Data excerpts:
--------------------------------------------------
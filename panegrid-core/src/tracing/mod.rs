//! Tracing integration for structured logging
//!
//! This module provides utilities for integrating the `tracing` crate into
//! hosts of the split view engine. The library itself only emits events
//! (`debug!`/`trace!` around tree mutations); initializing a subscriber is
//! the host's choice, and these helpers cover the common console setup.

use std::sync::OnceLock;
use std::sync::atomic::{AtomicBool, Ordering};

use thiserror::Error;
use tracing_subscriber::EnvFilter;
use tracing_subscriber::layer::SubscriberExt;
use tracing_subscriber::util::SubscriberInitExt;

/// Global flag indicating whether tracing has been initialized
static TRACING_INITIALIZED: AtomicBool = AtomicBool::new(false);

/// Global tracing configuration
static TRACING_CONFIG: OnceLock<TracingConfig> = OnceLock::new();

/// Errors that can occur during tracing initialization
#[derive(Debug, Error)]
pub enum TracingError {
    /// Failed to initialize tracing subscriber
    #[error("Failed to initialize tracing: {0}")]
    InitializationFailed(String),

    /// Tracing already initialized
    #[error("Tracing has already been initialized")]
    AlreadyInitialized,
}

/// Result type for tracing operations
pub type TracingResult<T> = Result<T, TracingError>;

/// Tracing log level configuration
#[derive(Debug, Clone, Copy, PartialEq, Eq, Default)]
pub enum TracingLevel {
    /// Error level - only errors
    Error,
    /// Warn level - errors and warnings
    Warn,
    /// Info level - errors, warnings, and info (default)
    #[default]
    Info,
    /// Debug level - all above plus debug messages
    Debug,
    /// Trace level - all messages including trace
    Trace,
}

impl std::str::FromStr for TracingLevel {
    type Err = ();

    fn from_str(s: &str) -> Result<Self, Self::Err> {
        match s.to_lowercase().as_str() {
            "error" => Ok(Self::Error),
            "warn" | "warning" => Ok(Self::Warn),
            "info" => Ok(Self::Info),
            "debug" => Ok(Self::Debug),
            "trace" => Ok(Self::Trace),
            _ => Err(()),
        }
    }
}

impl std::fmt::Display for TracingLevel {
    fn fmt(&self, f: &mut std::fmt::Formatter<'_>) -> std::fmt::Result {
        match self {
            Self::Error => write!(f, "error"),
            Self::Warn => write!(f, "warn"),
            Self::Info => write!(f, "info"),
            Self::Debug => write!(f, "debug"),
            Self::Trace => write!(f, "trace"),
        }
    }
}

/// Output destination for tracing logs
#[derive(Debug, Clone, Copy, PartialEq, Eq, Default)]
pub enum TracingOutput {
    /// Output to stdout
    Stdout,
    /// Output to stderr
    #[default]
    Stderr,
}

/// Configuration for tracing initialization
#[derive(Debug, Clone)]
pub struct TracingConfig {
    /// Log level
    pub level: TracingLevel,
    /// Output destination
    pub output: TracingOutput,
    /// Custom filter string (overrides level if set)
    pub filter: Option<String>,
}

impl Default for TracingConfig {
    fn default() -> Self {
        Self {
            level: TracingLevel::Info,
            output: TracingOutput::Stderr,
            filter: None,
        }
    }
}

impl TracingConfig {
    /// Creates a new tracing configuration with default values
    #[must_use]
    pub fn new() -> Self {
        Self::default()
    }

    /// Sets the log level
    #[must_use]
    pub const fn with_level(mut self, level: TracingLevel) -> Self {
        self.level = level;
        self
    }

    /// Sets the output destination
    #[must_use]
    pub const fn with_output(mut self, output: TracingOutput) -> Self {
        self.output = output;
        self
    }

    /// Sets a custom filter string
    #[must_use]
    pub fn with_filter(mut self, filter: impl Into<String>) -> Self {
        self.filter = Some(filter.into());
        self
    }

    /// Creates a configuration for development (debug level, stdout)
    #[must_use]
    pub const fn development() -> Self {
        Self {
            level: TracingLevel::Debug,
            output: TracingOutput::Stdout,
            filter: None,
        }
    }
}

/// Initializes the tracing subscriber with the given configuration
///
/// This function should be called once at application startup. Subsequent
/// calls will return an error.
///
/// # Errors
///
/// Returns an error if tracing has already been initialized or the
/// subscriber fails to initialize.
pub fn init_tracing(config: &TracingConfig) -> TracingResult<()> {
    if TRACING_INITIALIZED.swap(true, Ordering::SeqCst) {
        return Err(TracingError::AlreadyInitialized);
    }

    let _ = TRACING_CONFIG.set(config.clone());

    let filter = if let Some(ref custom_filter) = config.filter {
        EnvFilter::try_new(custom_filter)
            .map_err(|e| TracingError::InitializationFailed(e.to_string()))?
    } else {
        EnvFilter::try_new(format!("panegrid_core={}", config.level))
            .unwrap_or_else(|_| EnvFilter::new("info"))
    };

    let registry = tracing_subscriber::registry().with(filter);
    let result = match config.output {
        TracingOutput::Stdout => registry
            .with(tracing_subscriber::fmt::layer().with_writer(std::io::stdout))
            .try_init(),
        TracingOutput::Stderr => registry
            .with(tracing_subscriber::fmt::layer().with_writer(std::io::stderr))
            .try_init(),
    };
    result.map_err(|e| TracingError::InitializationFailed(e.to_string()))
}

/// Returns true if tracing has been initialized
#[must_use]
pub fn is_tracing_initialized() -> bool {
    TRACING_INITIALIZED.load(Ordering::SeqCst)
}

/// Returns the active tracing configuration, if initialized
#[must_use]
pub fn current_config() -> Option<&'static TracingConfig> {
    TRACING_CONFIG.get()
}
--------------------------------------------------
- Brief
Set out the records again, exactly as they appear above.

- Task output
filename panegrid-core/src/tracing/mod.rs
//! Tracing integration for structured logging
//!
//! This module provides utilities for integrating the `tracing` crate into
//! hosts of the split view engine. The library itself only emits events
//! (`debug!`/`trace!` around tree mutations); initializing a subscriber is
//! the host's choice, and these helpers cover the common console setup.

use std::sync::OnceLock;
use std::sync::atomic::{AtomicBool, Ordering};

use thiserror::Error;
use tracing_subscriber::EnvFilter;
use tracing_subscriber::layer::SubscriberExt;
use tracing_subscriber::util::SubscriberInitExt;

/// Global flag indicating whether tracing has been initialized
static TRACING_INITIALIZED: AtomicBool = AtomicBool::new(false);

/// Global tracing configuration
static TRACING_CONFIG: OnceLock<TracingConfig> = OnceLock::new();

/// Errors that can occur during tracing initialization
#[derive(Debug, Error)]
pub enum TracingError {
    /// Failed to initialize tracing subscriber
    #[error("Failed to initialize tracing: {0}")]
    InitializationFailed(String),

    /// Tracing already initialized
    #[error("Tracing has already been initialized")]
    AlreadyInitialized,
}

/// Result type for tracing operations
pub type TracingResult<T> = Result<T, TracingError>;

/// Tracing log level configuration
#[derive(Debug, Clone, Copy, PartialEq, Eq, Default)]
pub enum TracingLevel {
    /// Error level - only errors
    Error,
    /// Warn level - errors and warnings
    Warn,
    /// Info level - errors, warnings, and info (default)
    #[default]
    Info,
    /// Debug level - all above plus debug messages
    Debug,
    /// Trace level - all messages including trace
    Trace,
}

impl std::str::FromStr for TracingLevel {
    type Err = ();

    fn from_str(s: &str) -> Result<Self, Self::Err> {
        match s.to_lowercase().as_str() {
            "error" => Ok(Self::Error),
            "warn" | "warning" => Ok(Self::Warn),
            "info" => Ok(Self::Info),
            "debug" => Ok(Self::Debug),
            "trace" => Ok(Self::Trace),
            _ => Err(()),
        }
    }
}

impl std::fmt::Display for TracingLevel {
    fn fmt(&self, f: &mut std::fmt::Formatter<'_>) -> std::fmt::Result {
        match self {
            Self::Error => write!(f, "error"),
            Self::Warn => write!(f, "warn"),
            Self::Info => write!(f, "info"),
            Self::Debug => write!(f, "debug"),
            Self::Trace => write!(f, "trace"),
        }
    }
}

/// Output destination for tracing logs
#[derive(Debug, Clone, Copy, PartialEq, Eq, Default)]
pub enum TracingOutput {
    /// Output to stdout
    Stdout,
    /// Output to stderr
    #[default]
    Stderr,
}

/// Configuration for tracing initialization
#[derive(Debug, Clone)]
pub struct TracingConfig {
    /// Log level
    pub level: TracingLevel,
    /// Output destination
    pub output: TracingOutput,
    /// Custom filter string (overrides level if set)
    pub filter: Option<String>,
}

impl Default for TracingConfig {
    fn default() -> Self {
        Self {
            level: TracingLevel::Info,
            output: TracingOutput::Stderr,
            filter: None,
        }
    }
}

impl TracingConfig {
    /// Creates a new tracing configuration with default values
    #[must_use]
    pub fn new() -> Self {
        Self::default()
    }

    /// Sets the log level
    #[must_use]
    pub const fn with_level(mut self, level: TracingLevel) -> Self {
        self.level = level;
        self
    }

    /// Sets the output destination
    #[must_use]
    pub const fn with_output(mut self, output: TracingOutput) -> Self {
        self.output = output;
        self
    }

    /// Sets a custom filter string
    #[must_use]
    pub fn with_filter(mut self, filter: impl Into<String>) -> Self {
        self.filter = Some(filter.into());
        self
    }

    /// Creates a configuration for development (debug level, stdout)
    #[must_use]
    pub const fn development() -> Self {
        Self {
            level: TracingLevel::Debug,
            output: TracingOutput::Stdout,
            filter: None,
        }
    }
}

/// Initializes the tracing subscriber with the given configuration
///
/// This function should be called once at application startup. Subsequent
/// calls will return an error.
///
/// # Errors
///
/// Returns an error if tracing has already been initialized or the
/// subscriber fails to initialize.
pub fn init_tracing(config: &TracingConfig) -> TracingResult<()> {
    if TRACING_INITIALIZED.swap(true, Ordering::SeqCst) {
        return Err(TracingError::AlreadyInitialized);
    }

    let _ = TRACING_CONFIG.set(config.clone());

    let filter = if let Some(ref custom_filter) = config.filter {
        EnvFilter::try_new(custom_filter)
            .map_err(|e| TracingError::InitializationFailed(e.to_string()))?
    } else {
        EnvFilter::try_new(format!("panegrid_core={}", config.level))
            .unwrap_or_else(|_| EnvFilter::new("info"))
    };

    let registry = tracing_subscriber::registry().with(filter);
    let result = match config.output {
        TracingOutput::Stdout => registry
            .with(tracing_subscriber::fmt::layer().with_writer(std::io::stdout))
            .try_init(),
        TracingOutput::Stderr => registry
            .with(tracing_subscriber::fmt::layer().with_writer(std::io::stderr))
            .try_init(),
    };
    result.map_err(|e| TracingError::InitializationFailed(e.to_string()))
}

/// Returns true if tracing has been initialized
#[must_use]
pub fn is_tracing_initialized() -> bool {
    TRACING_INITIALIZED.load(Ordering::SeqCst)
}

/// Returns the active tracing configuration, if initialized
#[must_use]
pub fn current_config() -> Option<&'static TracingConfig> {
    TRACING_CONFIG.get()
}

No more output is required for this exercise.